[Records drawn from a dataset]

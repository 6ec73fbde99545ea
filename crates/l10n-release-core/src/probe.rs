//! Repository facts the orchestrator needs before choosing a workflow.

use std::path::Path;

use async_trait::async_trait;

use crate::error::StepResult;
use crate::git::Git;
use crate::manifest::Manifest;

/// Answers branch-topology and visibility questions about a repository.
#[async_trait]
pub trait RepoProbe: Send + Sync {
    /// Whether the remote carries a `develop` branch.
    async fn has_develop_branch(&self, cwd: &Path) -> StepResult<bool>;

    /// Whether the manifest at `manifest` is marked `"private": true`.
    fn is_package_private(&self, manifest: &Path) -> StepResult<bool>;
}

/// Probe backed by the system `git` binary and the repository's package.json.
#[derive(Debug, Clone)]
pub struct GitProbe {
    remote: String,
    max_buffer: usize,
}

impl GitProbe {
    pub fn new(remote: impl Into<String>, max_buffer: usize) -> Self {
        Self {
            remote: remote.into(),
            max_buffer,
        }
    }
}

#[async_trait]
impl RepoProbe for GitProbe {
    async fn has_develop_branch(&self, cwd: &Path) -> StepResult<bool> {
        Git::new(cwd, self.max_buffer)
            .remote_branch_exists(&self.remote, "develop")
            .await
    }

    fn is_package_private(&self, manifest: &Path) -> StepResult<bool> {
        Ok(Manifest::load(manifest)?.is_private())
    }
}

*PROBLEM*. The answer must be the complete set of entries, retyped exactly.

*ANSWER FOR THIS EXERCISE*.
repository 6ec73fbde99545ea
filename crates/l10n-release-core/src/probe.rs
//! Repository facts the orchestrator needs before choosing a workflow.

use std::path::Path;

use async_trait::async_trait;

use crate::error::StepResult;
use crate::git::Git;
use crate::manifest::Manifest;

/// Answers branch-topology and visibility questions about a repository.
#[async_trait]
pub trait RepoProbe: Send + Sync {
    /// Whether the remote carries a `develop` branch.
    async fn has_develop_branch(&self, cwd: &Path) -> StepResult<bool>;

    /// Whether the manifest at `manifest` is marked `"private": true`.
    fn is_package_private(&self, manifest: &Path) -> StepResult<bool>;
}

/// Probe backed by the system `git` binary and the repository's package.json.
#[derive(Debug, Clone)]
pub struct GitProbe {
    remote: String,
    max_buffer: usize,
}

impl GitProbe {
    pub fn new(remote: impl Into<String>, max_buffer: usize) -> Self {
        Self {
            remote: remote.into(),
            max_buffer,
        }
    }
}

#[async_trait]
impl RepoProbe for GitProbe {
    async fn has_develop_branch(&self, cwd: &Path) -> StepResult<bool> {
        Git::new(cwd, self.max_buffer)
            .remote_branch_exists(&self.remote, "develop")
            .await
    }

    fn is_package_private(&self, manifest: &Path) -> StepResult<bool> {
        Ok(Manifest::load(manifest)?.is_private())
    }
}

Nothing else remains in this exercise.